(EXTRACTED ENTRIES begins)
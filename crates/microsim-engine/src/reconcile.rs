//! Generator control loop. Each tick re-reads the run, its status and its
//! topology, decides whether the run is finished and otherwise launches one
//! detached round.

use crate::aggregate::{ResultAggregator, commit_round, now_ms};
use crate::client::HopClient;
use crate::config::GeneratorConfig;
use crate::dispatch::dispatch_round;
use crate::retry::RetryBackoffConfig;
use crate::route::RouteNode;
use crate::run::{RunSource, RunSpec};
use crate::topology::TopologyProvider;
use crate::traversal::{BranchSelector, RandomSelector, prepare_with};
use crate::SimError;
use futures::future::join_all;
use microsim_store::{RunId, RunStatus, StatusStore};
use std::collections::BTreeMap;
use std::sync::{Arc, Mutex};
use std::time::Duration;
use tokio::task::JoinHandle;

#[derive(Clone, Copy, Debug, PartialEq, Eq)]
pub enum DoneReason {
    RequestCountMet,
    TimeoutReached,
}

impl std::fmt::Display for DoneReason {
    fn fmt(&self, f: &mut std::fmt::Formatter<'_>) -> std::fmt::Result {
        match self {
            DoneReason::RequestCountMet => f.write_str("request count met"),
            DoneReason::TimeoutReached => f.write_str("timeout reached"),
        }
    }
}

#[derive(Clone, Copy, Debug, PartialEq, Eq)]
pub enum RunState {
    Active,
    Done(DoneReason),
}

/// The count limit is checked before the timeout. A run without a creation
/// time has not started its timeout clock.
pub fn evaluate(spec: &RunSpec, status: Option<&RunStatus>, now_ms: u64) -> RunState {
    let done = status.map(|status| status.done_request_count).unwrap_or(0);
    if let Some(limit) = spec.request_count_limit {
        if done >= limit {
            return RunState::Done(DoneReason::RequestCountMet);
        }
    }
    if let (Some(timeout_ms), Some(created_at_ms)) = (spec.timeout_ms, spec.created_at_ms) {
        if now_ms.saturating_sub(created_at_ms) > timeout_ms {
            return RunState::Done(DoneReason::TimeoutReached);
        }
    }
    RunState::Active
}

#[derive(Clone, Debug, PartialEq)]
pub struct RoundPlan {
    pub run_id: RunId,
    pub replicas: u32,
    pub prepared: RouteNode,
}

/// Dispatches, aggregates and commits one round. Returns the merged status,
/// or `None` when nothing was merged: every replica failed or the commit was
/// lost.
pub async fn run_round(
    client: HopClient,
    store: Arc<dyn StatusStore>,
    plan: RoundPlan,
) -> Option<RunStatus> {
    let report = dispatch_round(&client, &plan.prepared, plan.replicas).await;
    if report.exchanges.is_empty() {
        tracing::warn!(
            run_id = %plan.run_id,
            failures = report.failures.len(),
            "round produced no responses, status left untouched"
        );
        return None;
    }

    let mut aggregator = ResultAggregator::new();
    let unique = aggregator.stage_report(&report);
    tracing::debug!(
        run_id = %plan.run_id,
        exchanges = report.exchanges.len(),
        unique,
        elapsed_ms = report.elapsed.as_millis() as u64,
        "round finished"
    );
    commit_round(
        store.as_ref(),
        &plan.run_id,
        aggregator.into_delta(report.elapsed, plan.replicas),
    )
    .await
    .ok()
}

#[derive(Debug)]
pub enum TickOutcome {
    Done(DoneReason),
    Dispatched {
        requeue_after: Duration,
        round: JoinHandle<Option<RunStatus>>,
    },
}

pub struct Reconciler {
    runs: Arc<dyn RunSource>,
    topologies: Arc<dyn TopologyProvider>,
    store: Arc<dyn StatusStore>,
    client: HopClient,
    backoff: RetryBackoffConfig,
    selector: Arc<dyn BranchSelector>,
    max_prerequisite_retries: Option<u32>,
    first_seen: Mutex<BTreeMap<RunId, u64>>,
}

impl Reconciler {
    pub fn new(
        runs: Arc<dyn RunSource>,
        topologies: Arc<dyn TopologyProvider>,
        store: Arc<dyn StatusStore>,
        config: &GeneratorConfig,
    ) -> Result<Self, SimError> {
        Ok(Self {
            runs,
            topologies,
            store,
            client: HopClient::new(config.transport_timeout())?,
            backoff: config.backoff.clone(),
            selector: Arc::new(RandomSelector),
            max_prerequisite_retries: config.max_prerequisite_retries,
            first_seen: Mutex::new(BTreeMap::new()),
        })
    }

    pub fn with_selector(mut self, selector: Arc<dyn BranchSelector>) -> Self {
        self.selector = selector;
        self
    }

    /// One reconciliation step. Prerequisite failures return before any
    /// round state is touched.
    pub async fn tick(&self, run_id: &RunId) -> Result<TickOutcome, SimError> {
        let mut spec = self.runs.load_run(run_id).await?;
        if spec.created_at_ms.is_none() {
            spec.created_at_ms = Some(self.first_seen(run_id)?);
        }
        let status = self.store.get_status(run_id).await.map_err(|err| {
            SimError::PrerequisiteLoad(format!("status for run {run_id} unavailable: {err}"))
        })?;

        if let RunState::Done(reason) = evaluate(&spec, status.as_ref(), now_ms()) {
            return Ok(TickOutcome::Done(reason));
        }

        let topology = self.topologies.load_topology(&spec.topology_id).await?;
        let plan = RoundPlan {
            run_id: run_id.clone(),
            replicas: spec.replicas(),
            prepared: prepare_with(&spec.route, &topology, self.selector.as_ref()),
        };
        tracing::info!(
            run_id = %run_id,
            replicas = plan.replicas,
            hops = plan.prepared.node_count(),
            "dispatching round"
        );
        let round = tokio::spawn(run_round(self.client.clone(), self.store.clone(), plan));

        Ok(TickOutcome::Dispatched {
            requeue_after: spec.between_delay(),
            round,
        })
    }

    fn first_seen(&self, run_id: &RunId) -> Result<u64, SimError> {
        let mut seen = self
            .first_seen
            .lock()
            .map_err(|_| SimError::Runtime("reconciler run clock poisoned".to_string()))?;
        Ok(*seen.entry(run_id.clone()).or_insert_with(now_ms))
    }

    /// Ticks until the run is done, then waits for rounds still in flight.
    pub async fn run(&self, run_id: &RunId) -> Result<DoneReason, SimError> {
        let mut in_flight: Vec<JoinHandle<Option<RunStatus>>> = Vec::new();
        let mut failed_attempts = 0u32;

        loop {
            match self.tick(run_id).await {
                Ok(TickOutcome::Done(reason)) => {
                    join_all(in_flight).await;
                    tracing::info!(run_id = %run_id, %reason, "run done");
                    return Ok(reason);
                }
                Ok(TickOutcome::Dispatched {
                    requeue_after,
                    round,
                }) => {
                    failed_attempts = 0;
                    in_flight.retain(|handle| !handle.is_finished());
                    in_flight.push(round);
                    tokio::time::sleep(requeue_after).await;
                }
                Err(SimError::PrerequisiteLoad(message)) => {
                    failed_attempts += 1;
                    if let Some(max) = self.max_prerequisite_retries {
                        if failed_attempts > max {
                            join_all(in_flight).await;
                            tracing::error!(
                                run_id = %run_id,
                                attempts = failed_attempts,
                                %message,
                                "giving up on run prerequisites"
                            );
                            return Err(SimError::PrerequisiteLoad(message));
                        }
                    }
                    let delay = self
                        .backoff
                        .delay_for_attempt(failed_attempts, rand::random::<u64>());
                    tracing::warn!(
                        run_id = %run_id,
                        attempt = failed_attempts,
                        delay_ms = delay.as_millis() as u64,
                        %message,
                        "run prerequisites unavailable, retrying"
                    );
                    tokio::time::sleep(delay).await;
                }
                Err(other) => {
                    join_all(in_flight).await;
                    return Err(other);
                }
            }
        }
    }
}
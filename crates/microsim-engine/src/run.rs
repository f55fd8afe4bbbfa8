use crate::SimError;
use crate::route::RouteNode;
use async_trait::async_trait;
use microsim_store::RunId;
use serde::{Deserialize, Serialize};
use std::collections::BTreeMap;
use std::path::{Path, PathBuf};
use std::sync::{Arc, RwLock};
use std::time::Duration;

pub const DEFAULT_REPLICAS: u32 = 1;
pub const DEFAULT_BETWEEN_DELAY_MS: u64 = 1_000;

/// Declarative configuration of one simulation run.
#[derive(Clone, Debug, PartialEq, Serialize, Deserialize)]
pub struct RunSpec {
    pub run_id: RunId,
    pub topology_id: String,
    pub route: RouteNode,
    #[serde(default = "default_replicas")]
    pub replicas: u32,
    #[serde(default, skip_serializing_if = "Option::is_none")]
    pub request_count_limit: Option<u64>,
    #[serde(default, skip_serializing_if = "Option::is_none")]
    pub timeout_ms: Option<u64>,
    #[serde(default = "default_between_delay_ms")]
    pub between_delay_ms: u64,
    /// Unset until someone stamps it; the reconciler uses the time it first
    /// saw the run.
    #[serde(default, skip_serializing_if = "Option::is_none")]
    pub created_at_ms: Option<u64>,
}

fn default_replicas() -> u32 {
    DEFAULT_REPLICAS
}

fn default_between_delay_ms() -> u64 {
    DEFAULT_BETWEEN_DELAY_MS
}

impl RunSpec {
    pub fn new(run_id: impl Into<RunId>, topology_id: impl Into<String>, route: RouteNode) -> Self {
        Self {
            run_id: run_id.into(),
            topology_id: topology_id.into(),
            route,
            replicas: DEFAULT_REPLICAS,
            request_count_limit: None,
            timeout_ms: None,
            between_delay_ms: DEFAULT_BETWEEN_DELAY_MS,
            created_at_ms: None,
        }
    }

    pub fn from_json(raw: &[u8]) -> Result<Self, SimError> {
        serde_json::from_slice(raw)
            .map_err(|err| SimError::ConfigDecode(format!("run spec decode failed: {err}")))
    }

    /// A zero replica count still sends one request per round.
    pub fn replicas(&self) -> u32 {
        self.replicas.max(1)
    }

    pub fn timeout(&self) -> Option<Duration> {
        self.timeout_ms.map(Duration::from_millis)
    }

    pub fn between_delay(&self) -> Duration {
        Duration::from_millis(self.between_delay_ms)
    }

    pub fn created_at(&self) -> Option<Duration> {
        self.created_at_ms.map(Duration::from_millis)
    }
}

#[async_trait]
pub trait RunSource: Send + Sync {
    async fn load_run(&self, run_id: &RunId) -> Result<RunSpec, SimError>;
}

#[derive(Clone, Debug, Default)]
pub struct MemoryRunSource {
    inner: Arc<RwLock<BTreeMap<RunId, RunSpec>>>,
}

impl MemoryRunSource {
    pub fn new() -> Self {
        Self::default()
    }

    pub fn insert(&self, spec: RunSpec) -> Result<(), SimError> {
        let mut guard = self
            .inner
            .write()
            .map_err(|_| SimError::Runtime("run source lock poisoned".to_string()))?;
        guard.insert(spec.run_id.clone(), spec);
        Ok(())
    }

    pub fn remove(&self, run_id: &RunId) -> Result<Option<RunSpec>, SimError> {
        let mut guard = self
            .inner
            .write()
            .map_err(|_| SimError::Runtime("run source lock poisoned".to_string()))?;
        Ok(guard.remove(run_id))
    }
}

#[async_trait]
impl RunSource for MemoryRunSource {
    async fn load_run(&self, run_id: &RunId) -> Result<RunSpec, SimError> {
        let guard = self
            .inner
            .read()
            .map_err(|_| SimError::PrerequisiteLoad("run source lock poisoned".to_string()))?;
        guard
            .get(run_id)
            .cloned()
            .ok_or_else(|| SimError::PrerequisiteLoad(format!("run {run_id} is not defined")))
    }
}

/// A single JSON-encoded [`RunSpec`], re-read on every load.
#[derive(Clone, Debug)]
pub struct FileRunSource {
    path: PathBuf,
}

impl FileRunSource {
    pub fn new(path: impl AsRef<Path>) -> Self {
        Self {
            path: path.as_ref().to_path_buf(),
        }
    }
}

#[async_trait]
impl RunSource for FileRunSource {
    async fn load_run(&self, run_id: &RunId) -> Result<RunSpec, SimError> {
        let raw = tokio::fs::read(&self.path).await.map_err(|err| {
            SimError::PrerequisiteLoad(format!(
                "read run file '{}' failed: {err}",
                self.path.display()
            ))
        })?;
        let spec = RunSpec::from_json(&raw)
            .map_err(|err| SimError::PrerequisiteLoad(err.to_string()))?;
        if &spec.run_id != run_id {
            return Err(SimError::PrerequisiteLoad(format!(
                "run file '{}' describes {} instead of {run_id}",
                self.path.display(),
                spec.run_id
            )));
        }
        Ok(spec)
    }
}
(EXTRACTED ENTRIES ends)
**PROBLEM TO SOLVE:**
All lines with the string "merged" must be copied from the data.

**TASK SOLUTION:**
/// Dispatches, aggregates and commits one round. Returns the merged status,
/// or `None` when nothing was merged: every replica failed or the commit was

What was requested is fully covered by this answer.